Hat diese in mehreren Dimensionen so eindrucksvoll demokratisch gewordene Nation den Nazismus doch nicht hinter sich gelassen? Das ist ihr ohne Zweifel gelungen, was die Stabilität der demokratischen Institutionen angeht. Aber vielleicht ist die Frage falsch gestellt.
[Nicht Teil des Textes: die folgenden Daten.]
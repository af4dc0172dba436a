use crate::ipc::error::err;
use crate::ipc::types::Request;
use crate::query::PageRequest;
use serde::de::DeserializeOwned;

pub fn required_str(req: &Request, key: &str) -> Result<String, serde_json::Value> {
    req.params
        .get(key)
        .and_then(|v| v.as_str())
        .map(|v| v.to_string())
        .ok_or_else(|| err(&req.id, "bad_params", format!("missing {}", key), None))
}

/// Optional string param; blank strings count as absent.
pub fn optional_str(req: &Request, key: &str) -> Result<Option<String>, serde_json::Value> {
    match req.params.get(key) {
        None | Some(serde_json::Value::Null) => Ok(None),
        Some(v) => match v.as_str() {
            Some(s) if s.trim().is_empty() => Ok(None),
            Some(s) => Ok(Some(s.to_string())),
            None => Err(err(
                &req.id,
                "bad_params",
                format!("{} must be a string", key),
                None,
            )),
        },
    }
}

pub fn optional_i64(req: &Request, key: &str) -> Result<Option<i64>, serde_json::Value> {
    match req.params.get(key) {
        None | Some(serde_json::Value::Null) => Ok(None),
        Some(v) => v.as_i64().map(Some).ok_or_else(|| {
            err(
                &req.id,
                "bad_params",
                format!("{} must be an integer", key),
                None,
            )
        }),
    }
}

pub fn page_request(req: &Request) -> Result<PageRequest, serde_json::Value> {
    Ok(PageRequest::new(
        optional_i64(req, "page")?,
        optional_i64(req, "limit")?,
    ))
}

/// `limit` for ranked reports: missing or non-positive means `default`.
pub fn report_limit(req: &Request, default: usize) -> Result<usize, serde_json::Value> {
    Ok(match optional_i64(req, "limit")? {
        Some(n) if n > 0 => usize::try_from(n).unwrap_or(default),
        _ => default,
    })
}

pub fn parse_payload<T: DeserializeOwned>(
    req: &Request,
    value: serde_json::Value,
) -> Result<T, serde_json::Value> {
    serde_json::from_value(value).map_err(|e| err(&req.id, "bad_params", e.to_string(), None))
}
use crate::error::StoreError;
use serde_json::json;

pub fn ok(id: &str, result: serde_json::Value) -> serde_json::Value {
    json!({
        "id": id,
        "ok": true,
        "result": result
    })
}

pub fn err(
    id: &str,
    code: &str,
    message: impl Into<String>,
    details: Option<serde_json::Value>,
) -> serde_json::Value {
    let mut error = json!({
        "code": code,
        "message": message.into(),
    });
    if let Some(d) = details {
        error["details"] = d;
    }
    json!({
        "id": id,
        "ok": false,
        "error": error,
    })
}

pub fn store_err(id: &str, e: &StoreError) -> serde_json::Value {
    let details = match e {
        StoreError::NotFound { entity, id } => Some(json!({ "entity": entity, "id": id })),
        StoreError::Fixture { path, .. } => Some(json!({ "path": path })),
        StoreError::Validation(_) => None,
    };
    err(id, e.code(), e.to_string(), details)
}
Wir gehen immer noch davon aus, dass wir uns in eine offene Zukunft hineinbewegen, die wir in der Gegenwart gestalten können - obwohl die Zukunft, die wir im Alltag erleben, von zahlreichen (ökologischen, wirtschaftlichen, demografischen) Katastrophengewissheiten besetzt scheint, die sich auf uns zubewegen. Vielleicht leben wir also in einer Konfiguration von Zeit, wo auch die Vergangenheit nicht mehr hinter uns verschwindet, wo vielmehr das Vergangene gegenwärtig bleibt und wiederkehrt, sobald das Schweigen gebrochen und die Latenz aufgehoben wird. Der akkumulierte Antisemitismus aus der Vergangenheit traf die Twin Towers in New York am 11. September 2001. Damit der Antisemitismus von Günter Grass den radikalen Pazifismus so vieler Deutscher nicht beleben kann, sollten wir aufhören, von seinem Gedicht zu reden.

Der Autor, 1948 in Würzburg geboren, lehrt Komparatistik in Stanford. Im Sommer erscheint bei Suhrkamp "Nach 1945: Latenz als Ursprung der Gegenwart".